A man whose reputation rivals that of the Clintons for dishonesty and lies recently claimed he overheard a gangster confirming that Bobby Riggs had thrown his match against Billie Jean King in the infamous Battle of the Sexes on September 20, 1973.  King won 6-4, 6-3, 6-3.  According to the Clinton-wannabe, Bobby was $100,000 in the hole to the Sopranos, and, in order to extricate himself, told the hoods to bet on King, then threw the match, thus saving his knees and possibly a cement coffin.  It’s a good story that got the small-timer some publicity, but that’s all it is: A rumor that had made the rounds, and one he tried to cash in on.

A friend of mine from San Antonio, Raymond Welder—Raimondo, to some of us Italian opera lovers—knew of my tennis background and asked me about it.  Let’s take it from the top.

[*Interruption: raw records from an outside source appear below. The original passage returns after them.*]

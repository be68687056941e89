//! JSON-lines output sink.

use fusion_core::{engine::ObjectSink, types::TrackedObjects};
use std::io::{self, Write};

/// Writes one JSON document per published track set.
pub struct JsonLinesSink<W: Write + Send> {
    writer: W,
    failed: bool,
}

impl<W: Write + Send> JsonLinesSink<W> {
    pub fn new(writer: W) -> Self {
        Self {
            writer,
            failed: false,
        }
    }

    pub fn flush(&mut self) -> io::Result<()> {
        self.writer.flush()
    }

    fn write_line(&mut self, objects: &TrackedObjects) -> io::Result<()> {
        serde_json::to_writer(&mut self.writer, objects)?;
        self.writer.write_all(b"\n")
    }
}

impl<W: Write + Send> ObjectSink for JsonLinesSink<W> {
    /// One subscriber until a write fails.
    fn subscriber_count(&self) -> usize {
        usize::from(!self.failed)
    }

    fn publish(&mut self, objects: &TrackedObjects) {
        if let Err(e) = self.write_line(objects) {
            tracing::warn!(error = %e, "track output failed, disabling sink");
            self.failed = true;
        }
    }
}

impl<W: Write + Send> Drop for JsonLinesSink<W> {
    fn drop(&mut self) {
        let _ = self.writer.flush();
    }
}
//! Offline playback: feed a recorded log through `TrackerEngine` on a
//! simulated clock and score the published output against ground truth.

use crate::replay::ReplayLog;
use anyhow::ensure;
use fusion_core::{
    config::EngineConfig,
    engine::{CycleStats, MemorySink, TrackerEngine},
    metrics::TrackingMetrics,
    types::TrackedObjects,
};
use serde::Serialize;

#[derive(Clone, Debug)]
pub struct PlaybackOptions {
    /// Max track ↔ truth distance counted as a hit (m)
    pub match_distance: f64,
    /// Timer period; defaults to the engine's publish timer, or the log step
    pub tick: Option<f64>,
}

impl Default for PlaybackOptions {
    fn default() -> Self {
        Self {
            match_distance: 2.0,
            tick: None,
        }
    }
}

#[derive(Clone, Debug, Serialize)]
pub struct PlaybackReport {
    pub scenario: String,
    pub stats: CycleStats,
    pub metrics: TrackingMetrics,
    pub published_frames: usize,
    /// Published frames with no ground truth close to their stamp
    pub unscored_frames: usize,
    pub final_track_count: usize,
    #[serde(skip)]
    pub outputs: Vec<TrackedObjects>,
}

/// Play `log` through an engine configured from `base`.
pub fn play(
    log: &ReplayLog,
    base: EngineConfig,
    options: &PlaybackOptions,
) -> anyhow::Result<PlaybackReport> {
    let config = log.engine_config(base);
    let sink = MemorySink::new();
    let published = sink.handle();
    let mut engine = TrackerEngine::new(config, log.transform_buffer(), Box::new(sink))?;

    let tick = options
        .tick
        .or_else(|| engine.timer_period())
        .unwrap_or(log.sim_dt);
    ensure!(tick > 0.0 && tick.is_finite(), "playback tick must be positive, got {tick}");

    let max_latency = log.sensors.iter().map(|s| s.latency).fold(0.0, f64::max);
    let steps = ((log.duration + max_latency) / tick).ceil() as usize + 1;
    let mut pending = log.batches.iter().peekable();
    for k in 0..=steps {
        let now = k as f64 * tick;
        while let Some(timed) = pending.next_if(|b| b.arrival <= now) {
            engine.on_detections(timed.channel, timed.batch.clone(), timed.arrival)?;
        }
        engine.on_timer(now);
    }

    let outputs = match published.lock() {
        Ok(mut guard) => std::mem::take(&mut *guard),
        Err(_) => anyhow::bail!("output sink poisoned"),
    };
    let mut metrics = TrackingMetrics::default();
    let mut unscored_frames = 0;
    for output in &outputs {
        match log.truth_at(output.stamp) {
            Some(frame) => metrics.accumulate(output, &frame.targets, options.match_distance),
            None => unscored_frames += 1,
        }
    }

    tracing::info!(
        scenario = %log.scenario_name,
        frames = outputs.len(),
        rmse_pos = metrics.rmse_position(),
        recall = metrics.recall(),
        precision = metrics.precision(),
        id_switches = metrics.id_switches,
        "playback finished"
    );
    Ok(PlaybackReport {
        scenario: log.scenario_name.clone(),
        stats: engine.stats().clone(),
        metrics,
        published_frames: outputs.len(),
        unscored_frames,
        final_track_count: engine.tracks().len(),
        outputs,
    })
}

// ---------------------------------------------------------------------------
// Tests
// ---------------------------------------------------------------------------
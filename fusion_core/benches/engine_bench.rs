use criterion::{black_box, criterion_group, criterion_main, Criterion};
use fusion_core::{
    association::DataAssociation,
    config::{ChannelConfig, EngineConfig},
    engine::{MemorySink, TrackerEngine},
    gating::AssociationConfig,
    geometry::Transform2D,
    processor::TrackProcessor,
    transform::TransformBuffer,
    types::{ChannelId, ClassDistribution, DetectedObject, DetectionBatch, Kinematics, ObjectClass, Shape},
};
use std::collections::BTreeMap;

/// `n` cars on a grid, 10 m apart, drifting forward with time.
fn make_batch(n: usize, t: f64) -> DetectionBatch {
    let side = (n as f64).sqrt().ceil() as usize;
    let objects = (0..n)
        .map(|i| {
            let x = (i % side) as f64 * 10.0 + 5.0 * t;
            let y = (i / side) as f64 * 10.0;
            let mut kinematics = Kinematics::new(x, y, 0.0);
            kinematics.velocity = Some(5.0);
            kinematics.velocity_var = 1.0;
            DetectedObject {
                kinematics,
                shape: Shape::bounding_box(4.5, 1.9, 1.6),
                classification: ClassDistribution::certain(ObjectClass::Car),
                existence_probability: 0.9,
            }
        })
        .collect();
    DetectionBatch {
        channel: ChannelId(0),
        timestamp: t,
        frame_id: "base_link".into(),
        objects,
    }
}

fn bench_association(c: &mut Criterion) {
    let mut group = c.benchmark_group("association");
    let association = DataAssociation::new(&AssociationConfig::default()).unwrap();

    for n in [50, 200, 1000] {
        let mut processor = TrackProcessor::new(Default::default(), BTreeMap::new(), 1, "map");
        processor.spawn(&make_batch(n, 0.0), &BTreeMap::new());
        processor.predict(0.1);
        let batch = make_batch(n, 0.1);
        group.bench_function(format!("{n}_objects"), |b| {
            b.iter(|| {
                let matrix = association.calc_score_matrix(&batch.objects, processor.tracks());
                black_box(association.assign(&matrix))
            });
        });
    }
    group.finish();
}

fn bench_engine(c: &mut Criterion) {
    let mut group = c.benchmark_group("engine");

    for n in [50, 200, 1000] {
        group.bench_function(format!("{n}_objects"), |b| {
            b.iter(|| {
                let config = EngineConfig::default().with_channel("lidar", ChannelConfig::new("/lidar"));
                let mut tf = TransformBuffer::new(0.0);
                tf.set_static("map", "base_link", Transform2D::identity());
                let mut engine = TrackerEngine::new(config, tf, Box::new(MemorySink::new())).unwrap();
                // warm up with one batch to create tracks
                engine.on_detections(0, make_batch(n, 0.0), 0.0).unwrap();
                engine.on_detections(0, make_batch(n, 0.1), 0.1).unwrap();
                black_box(engine.stats().tracks_spawned)
            });
        });
    }
    group.finish();
}

criterion_group!(benches, bench_association, bench_engine);
criterion_main!(benches);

In the winter of 1956 I was 20 years old and on the Caribbean tennis circuit.  Sometime in January I ended up in Miami, where I was befriended by Bobby Riggs in the courts of the Racquet Club, a hustlers’ paradise where good tennis players would spot points and games to not-so-good rich tennis players and gamble for large amounts.  Bobby liked my game.  I was a retriever who never missed, a sine qua non when playing lesser players for large stakes.  Tennis is like backgammon: Everyone who plays the game thinks he is better than he really is.  One of my first victims was a beautiful American Indian-Irish woman married to the great Hoagy Carmichael.  She was a novice, and I spotted her five games and 40-love each game for $100 per set.  One let cord or a double fault, and it was over.  I think I won something like ten sets in a row.  I was set for life, plus I had fallen for her.  Riggs then got me involved in other games, including gin rummy and poker.  “You never bet unless you’ve got a lock” was his mantra.  A lock was certain victory.  I could understand that in tennis, where one knew what the opponent could or could not do, but in cards?  Lady Luck does not always oblige.  It soon became obvious that Riggs’ card games were rigged and outright cheating was going on (marked cards, peeks installed in the room next door, and so on).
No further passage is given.